(Stored records)
((

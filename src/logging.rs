//! Logger setup built on `tracing`.

use tracing_subscriber::{EnvFilter, fmt};

/// Installs a global fmt subscriber filtered by `RUST_LOG`, defaulting to
/// `info`.
///
/// Returns `false` when a global subscriber was already set.
pub fn init_logger() -> bool {
  fmt()
    .with_env_filter(EnvFilter::try_from_default_env().unwrap_or_else(|_| EnvFilter::new("info")))
    .with_thread_names(true)
    .try_init()
    .is_ok()
}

))

Exercise:
Restate the records word for word, leaving nothing out.

Solved problem:
filename src/logging.rs
//! Logger setup built on `tracing`.

use tracing_subscriber::{EnvFilter, fmt};

/// Installs a global fmt subscriber filtered by `RUST_LOG`, defaulting to
/// `info`.
///
/// Returns `false` when a global subscriber was already set.
pub fn init_logger() -> bool {
  fmt()
    .with_env_filter(EnvFilter::try_from_default_env().unwrap_or_else(|_| EnvFilter::new("info")))
    .with_thread_names(true)
    .try_init()
    .is_ok()
}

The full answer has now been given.